● **RECORDS FOR THE TASK**
-.-.-

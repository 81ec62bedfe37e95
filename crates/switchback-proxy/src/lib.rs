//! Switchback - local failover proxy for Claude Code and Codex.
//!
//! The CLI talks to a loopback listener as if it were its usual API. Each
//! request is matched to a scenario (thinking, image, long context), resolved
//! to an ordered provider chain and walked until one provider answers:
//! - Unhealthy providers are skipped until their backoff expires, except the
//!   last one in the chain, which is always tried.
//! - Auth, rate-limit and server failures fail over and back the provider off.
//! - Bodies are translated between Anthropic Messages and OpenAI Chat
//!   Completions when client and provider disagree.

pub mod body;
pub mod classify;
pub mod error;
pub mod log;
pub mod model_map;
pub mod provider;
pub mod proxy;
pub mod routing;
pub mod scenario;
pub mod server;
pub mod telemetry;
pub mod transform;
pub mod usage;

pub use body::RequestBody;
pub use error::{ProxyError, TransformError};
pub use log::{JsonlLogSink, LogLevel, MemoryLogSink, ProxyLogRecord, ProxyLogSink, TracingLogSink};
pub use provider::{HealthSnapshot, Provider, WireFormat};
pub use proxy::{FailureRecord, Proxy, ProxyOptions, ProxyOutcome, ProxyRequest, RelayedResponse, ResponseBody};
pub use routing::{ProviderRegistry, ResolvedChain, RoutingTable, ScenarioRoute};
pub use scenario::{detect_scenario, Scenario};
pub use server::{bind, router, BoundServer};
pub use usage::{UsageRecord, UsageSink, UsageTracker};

-.-.-

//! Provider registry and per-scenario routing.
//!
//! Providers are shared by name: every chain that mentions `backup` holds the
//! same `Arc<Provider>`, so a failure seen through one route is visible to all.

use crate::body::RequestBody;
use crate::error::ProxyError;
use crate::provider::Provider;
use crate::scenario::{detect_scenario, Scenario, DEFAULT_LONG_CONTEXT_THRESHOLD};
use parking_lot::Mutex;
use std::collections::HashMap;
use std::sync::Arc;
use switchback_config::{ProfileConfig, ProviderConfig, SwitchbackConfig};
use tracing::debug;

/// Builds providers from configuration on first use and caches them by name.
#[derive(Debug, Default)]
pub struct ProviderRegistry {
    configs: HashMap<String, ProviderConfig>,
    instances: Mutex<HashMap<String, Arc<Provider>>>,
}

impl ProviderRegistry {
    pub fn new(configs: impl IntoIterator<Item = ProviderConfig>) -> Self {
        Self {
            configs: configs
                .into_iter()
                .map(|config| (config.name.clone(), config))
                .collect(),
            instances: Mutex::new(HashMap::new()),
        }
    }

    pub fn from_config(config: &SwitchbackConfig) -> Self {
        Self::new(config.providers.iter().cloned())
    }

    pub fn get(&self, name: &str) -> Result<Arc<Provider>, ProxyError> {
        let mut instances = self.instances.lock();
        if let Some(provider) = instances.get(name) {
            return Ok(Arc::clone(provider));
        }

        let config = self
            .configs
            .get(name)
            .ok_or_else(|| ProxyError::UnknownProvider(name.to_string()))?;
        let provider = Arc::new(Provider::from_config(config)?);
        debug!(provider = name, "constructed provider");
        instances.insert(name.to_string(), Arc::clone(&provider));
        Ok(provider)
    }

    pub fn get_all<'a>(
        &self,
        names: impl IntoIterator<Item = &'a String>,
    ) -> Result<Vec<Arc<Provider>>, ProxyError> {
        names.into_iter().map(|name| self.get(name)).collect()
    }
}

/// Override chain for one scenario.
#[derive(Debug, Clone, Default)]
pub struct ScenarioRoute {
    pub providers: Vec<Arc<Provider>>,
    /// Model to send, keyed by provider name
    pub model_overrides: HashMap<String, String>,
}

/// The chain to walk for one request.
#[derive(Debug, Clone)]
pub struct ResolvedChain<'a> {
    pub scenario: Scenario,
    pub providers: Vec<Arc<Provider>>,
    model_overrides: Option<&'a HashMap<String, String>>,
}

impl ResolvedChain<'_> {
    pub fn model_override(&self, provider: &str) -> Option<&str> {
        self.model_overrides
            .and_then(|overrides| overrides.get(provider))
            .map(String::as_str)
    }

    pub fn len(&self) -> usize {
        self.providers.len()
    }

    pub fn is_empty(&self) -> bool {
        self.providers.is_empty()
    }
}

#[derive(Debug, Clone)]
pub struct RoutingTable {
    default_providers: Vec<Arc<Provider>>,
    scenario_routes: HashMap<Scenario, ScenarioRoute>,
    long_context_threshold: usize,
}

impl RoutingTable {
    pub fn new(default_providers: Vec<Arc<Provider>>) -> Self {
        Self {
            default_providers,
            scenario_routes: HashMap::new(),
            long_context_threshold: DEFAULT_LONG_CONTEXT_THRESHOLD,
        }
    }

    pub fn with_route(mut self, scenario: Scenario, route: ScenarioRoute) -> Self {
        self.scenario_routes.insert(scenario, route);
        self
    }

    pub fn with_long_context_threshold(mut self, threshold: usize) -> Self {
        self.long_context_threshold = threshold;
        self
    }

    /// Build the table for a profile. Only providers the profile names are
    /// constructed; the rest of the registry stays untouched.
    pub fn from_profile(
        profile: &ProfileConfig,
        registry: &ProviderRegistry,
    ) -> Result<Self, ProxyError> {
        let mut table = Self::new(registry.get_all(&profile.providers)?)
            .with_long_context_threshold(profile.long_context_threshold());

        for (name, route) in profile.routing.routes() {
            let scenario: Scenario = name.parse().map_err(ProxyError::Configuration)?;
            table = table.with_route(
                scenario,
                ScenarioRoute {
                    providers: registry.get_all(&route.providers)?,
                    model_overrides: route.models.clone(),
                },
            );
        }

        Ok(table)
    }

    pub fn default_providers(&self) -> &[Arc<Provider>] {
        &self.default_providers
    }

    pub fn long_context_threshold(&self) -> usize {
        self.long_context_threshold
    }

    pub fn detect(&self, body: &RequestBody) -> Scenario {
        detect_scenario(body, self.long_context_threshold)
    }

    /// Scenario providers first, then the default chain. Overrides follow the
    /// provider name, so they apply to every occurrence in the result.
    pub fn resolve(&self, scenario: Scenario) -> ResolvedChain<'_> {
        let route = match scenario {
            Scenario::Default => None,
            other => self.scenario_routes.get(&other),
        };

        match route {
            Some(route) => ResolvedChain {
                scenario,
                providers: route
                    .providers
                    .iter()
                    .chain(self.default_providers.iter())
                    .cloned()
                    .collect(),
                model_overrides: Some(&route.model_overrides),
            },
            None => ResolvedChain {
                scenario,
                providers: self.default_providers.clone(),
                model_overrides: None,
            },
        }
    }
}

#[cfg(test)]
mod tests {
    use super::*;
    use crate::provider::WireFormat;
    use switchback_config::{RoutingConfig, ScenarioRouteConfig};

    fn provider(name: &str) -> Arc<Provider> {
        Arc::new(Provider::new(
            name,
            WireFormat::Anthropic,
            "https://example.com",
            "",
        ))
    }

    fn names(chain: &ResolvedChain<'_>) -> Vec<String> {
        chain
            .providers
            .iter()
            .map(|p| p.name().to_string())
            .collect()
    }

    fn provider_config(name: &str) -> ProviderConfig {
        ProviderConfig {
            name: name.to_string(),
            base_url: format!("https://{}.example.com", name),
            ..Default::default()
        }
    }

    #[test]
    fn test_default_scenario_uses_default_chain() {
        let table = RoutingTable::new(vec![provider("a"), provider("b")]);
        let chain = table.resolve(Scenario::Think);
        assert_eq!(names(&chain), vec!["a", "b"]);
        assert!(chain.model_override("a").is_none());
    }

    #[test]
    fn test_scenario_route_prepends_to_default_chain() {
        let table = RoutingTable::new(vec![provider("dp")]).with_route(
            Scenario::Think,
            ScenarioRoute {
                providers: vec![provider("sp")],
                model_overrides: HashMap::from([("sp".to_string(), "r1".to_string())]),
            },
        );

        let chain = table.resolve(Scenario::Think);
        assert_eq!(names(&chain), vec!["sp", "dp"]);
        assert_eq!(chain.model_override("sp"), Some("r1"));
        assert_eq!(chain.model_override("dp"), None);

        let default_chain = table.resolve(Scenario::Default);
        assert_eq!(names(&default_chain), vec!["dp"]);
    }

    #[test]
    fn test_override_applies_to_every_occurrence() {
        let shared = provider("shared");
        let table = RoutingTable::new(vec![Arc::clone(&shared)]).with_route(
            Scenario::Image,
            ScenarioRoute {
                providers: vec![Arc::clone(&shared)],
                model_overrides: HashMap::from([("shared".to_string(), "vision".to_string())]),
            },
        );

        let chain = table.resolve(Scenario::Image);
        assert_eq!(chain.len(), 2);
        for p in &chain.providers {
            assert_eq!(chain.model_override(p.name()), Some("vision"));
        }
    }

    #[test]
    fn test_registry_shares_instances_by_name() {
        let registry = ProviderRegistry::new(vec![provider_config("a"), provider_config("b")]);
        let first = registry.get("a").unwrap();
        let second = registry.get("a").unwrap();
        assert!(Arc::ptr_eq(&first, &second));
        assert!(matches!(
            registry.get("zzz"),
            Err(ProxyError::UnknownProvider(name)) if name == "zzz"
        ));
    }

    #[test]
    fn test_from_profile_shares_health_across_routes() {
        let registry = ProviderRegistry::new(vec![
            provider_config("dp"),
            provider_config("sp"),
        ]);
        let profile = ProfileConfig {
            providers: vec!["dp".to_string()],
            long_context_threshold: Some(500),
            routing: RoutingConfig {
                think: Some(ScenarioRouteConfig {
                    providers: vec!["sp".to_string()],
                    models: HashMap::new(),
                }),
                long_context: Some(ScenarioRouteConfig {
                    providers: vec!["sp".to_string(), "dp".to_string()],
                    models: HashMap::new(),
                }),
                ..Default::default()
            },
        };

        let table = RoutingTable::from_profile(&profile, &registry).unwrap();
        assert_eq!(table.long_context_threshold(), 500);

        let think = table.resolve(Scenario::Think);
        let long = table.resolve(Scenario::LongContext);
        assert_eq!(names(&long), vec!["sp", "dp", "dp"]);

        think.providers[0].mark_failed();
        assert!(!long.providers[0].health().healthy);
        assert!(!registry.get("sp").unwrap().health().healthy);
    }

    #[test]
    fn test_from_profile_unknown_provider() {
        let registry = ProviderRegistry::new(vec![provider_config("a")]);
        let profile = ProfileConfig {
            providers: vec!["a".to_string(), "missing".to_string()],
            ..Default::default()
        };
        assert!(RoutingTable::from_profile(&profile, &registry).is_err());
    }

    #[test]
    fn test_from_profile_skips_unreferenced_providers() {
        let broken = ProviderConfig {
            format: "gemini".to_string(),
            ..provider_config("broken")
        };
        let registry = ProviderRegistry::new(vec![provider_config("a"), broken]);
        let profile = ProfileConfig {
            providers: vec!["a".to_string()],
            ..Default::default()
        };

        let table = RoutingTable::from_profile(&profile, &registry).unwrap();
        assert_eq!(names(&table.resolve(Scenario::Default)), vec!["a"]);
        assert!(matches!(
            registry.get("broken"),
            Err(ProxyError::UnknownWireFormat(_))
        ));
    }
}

-.-.-

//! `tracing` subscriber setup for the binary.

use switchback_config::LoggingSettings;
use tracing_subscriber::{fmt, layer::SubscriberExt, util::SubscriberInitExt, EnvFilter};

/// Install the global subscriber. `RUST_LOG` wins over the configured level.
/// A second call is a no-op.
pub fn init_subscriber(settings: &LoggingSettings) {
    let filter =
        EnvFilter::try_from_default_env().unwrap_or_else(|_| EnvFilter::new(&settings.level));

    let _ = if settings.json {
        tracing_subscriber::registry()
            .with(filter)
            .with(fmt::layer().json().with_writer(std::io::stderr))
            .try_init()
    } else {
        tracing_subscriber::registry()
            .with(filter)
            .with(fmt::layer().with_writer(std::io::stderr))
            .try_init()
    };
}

-.-.-

● **YOUR TASK**
Look through the entries above. Extract each line with the word "insert".

● **TASK RESULT**
        instances.insert(name.to_string(), Arc::clone(&provider));
        self.scenario_routes.insert(scenario, route);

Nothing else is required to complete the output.